I hadn’t heard from my friend since the tragic revelations last year, so I was surprised when the COO’s wife told me she had a message for me from her. Suddenly I couldn’t breathe; I didn’t dare breathe. I felt sick. I thought, “Is this how the rest of my life will be? No matter where I go, no matter how much time passes, no matter how much I rebuild my life, am I never going to be free from the tentacles of my former spouse and the crimes he committed?”

I wondered how I was going to be able to endure it. For the rest of my life. I braced myself for the “message.” I’ve received enough of those to worry it wasn’t going to be a positive experience for me. Then I wondered if I was about to be suddenly thrust onto a path that was the beginning of the end to losing my job. (A little paranoid on my part. O.k., a lot paranoid. But such are the scars of blissfully living your life until the day you find out it has all been a lie, that you are left with nothing and are alone to provide for and raise your children.)

Shame on me for thinking that.

Instead, the message was, “She wants you to know she loves you, she LOVES you, she loves you…” and she hugged me.

I honestly don’t know what the rest of the message was, because as soon as I heard that first part, I couldn’t hear anything else. Tears were streaming down my cheeks. I was overwhelmed, again, at the kindness and goodness of people. And I was chatting with the cousin and friend of one of them.
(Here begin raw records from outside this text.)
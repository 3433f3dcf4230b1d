//! Completion provider port.
//!
//! Upstream aggregators answer either with bare text or with an
//! OpenAI-style `choices[].message.content` object. [`CompletionReply`]
//! models both shapes and [`CompletionReply::into_text`] is the single place
//! where they are normalised.

use std::fmt;

use async_trait::async_trait;
use serde::{Deserialize, Serialize};
use thiserror::Error;

use crate::domain::ChatMessage;

/// Errors raised by a completion provider.
#[derive(Debug, Clone, Error, PartialEq, Eq)]
pub enum CompletionError {
    /// The provider could not be reached.
    #[error("Failed to reach completion provider: {0}")]
    Transport(String),

    /// The provider answered with a non-success status.
    #[error("Completion provider returned status {status}: {body}")]
    UpstreamStatus { status: u16, body: String },

    /// The provider answered but the body could not be read.
    #[error("Failed to decode completion reply: {0}")]
    Decode(String),

    /// The reply text carries one of the provider's known failure markers.
    #[error("Invalid response from the model.")]
    Disqualified,
}

/// `message` object inside a structured choice.
#[derive(Debug, Clone, Default, PartialEq, Eq, Serialize, Deserialize)]
pub struct ReplyMessage {
    #[serde(default)]
    pub role: Option<String>,
    #[serde(default)]
    pub content: Option<String>,
}

/// One entry of `choices`.
#[derive(Debug, Clone, Default, PartialEq, Eq, Serialize, Deserialize)]
pub struct ReplyChoice {
    #[serde(default)]
    pub message: Option<ReplyMessage>,
    #[serde(default, skip_serializing_if = "Option::is_none")]
    pub finish_reason: Option<String>,
}

/// Structured reply; every level may be absent.
#[derive(Debug, Clone, Default, PartialEq, Eq, Serialize, Deserialize)]
pub struct StructuredReply {
    #[serde(default)]
    pub choices: Vec<ReplyChoice>,
}

/// A completion as returned by the provider.
#[derive(Debug, Clone, PartialEq, Eq)]
pub enum CompletionReply {
    PlainText(String),
    Structured(StructuredReply),
}

impl CompletionReply {
    /// Extract the reply text.
    ///
    /// Structured replies yield `choices[0].message.content`, or an empty
    /// string when any level is missing.
    #[must_use]
    pub fn into_text(self) -> String {
        match self {
            Self::PlainText(text) => text,
            Self::Structured(reply) => reply
                .choices
                .into_iter()
                .next()
                .and_then(|choice| choice.message)
                .and_then(|message| message.content)
                .unwrap_or_default(),
        }
    }
}

impl From<String> for CompletionReply {
    fn from(text: String) -> Self {
        Self::PlainText(text)
    }
}

impl From<&str> for CompletionReply {
    fn from(text: &str) -> Self {
        Self::PlainText(text.to_string())
    }
}

/// Port for the upstream chat-completion service.
#[async_trait]
pub trait CompletionProvider: Send + Sync + fmt::Debug {
    /// Request a single completion for `messages` from `model`.
    ///
    /// # Errors
    ///
    /// Returns `CompletionError` if the provider fails; callers decide
    /// whether to retry.
    async fn complete(
        &self,
        model: &str,
        messages: &[ChatMessage],
    ) -> Result<CompletionReply, CompletionError>;
}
It’s in the most unexpected places and manifests itself in the most unexpected moments, but it’s there. And I’m so grateful that it is. Another person betrayed by my former husband and yet, instead of reacting with hatred and venom, she has chosen another course. Maybe a harder path in some ways (it seems like the natural inclination might be that it’s easier to give in to anger and hatred and retaliate “an eye for an eye” rather than respond with forgiveness) but such goodness is a better way to live, for sure.

She may have lost her money, but she didn’t lose what matters most; what is truly of value. Ponzi scheme or not, poor economy notwithstanding, “Goodness is the only investment that never fails.” (Henry David Thoreau)

There may be “six degrees of separation” (or less!) to any other person on earth. But I believe there is even less than that to get to the heart of the goodness of others. And that inspires me.

“It is not what they profess but what they practice that makes them good.” (Greek Proverb)

So there I sat, tears streaming down my cheeks at a company party at a park in the summertime in Utah. Struck, not for the first time, by the impact our choices have on others. Touched by the effect one woman’s choice had on me. And awed by the strength, courage and example of one who practices what she has professed to be.

It made a difference in my life. At my company picnic. I never expected that.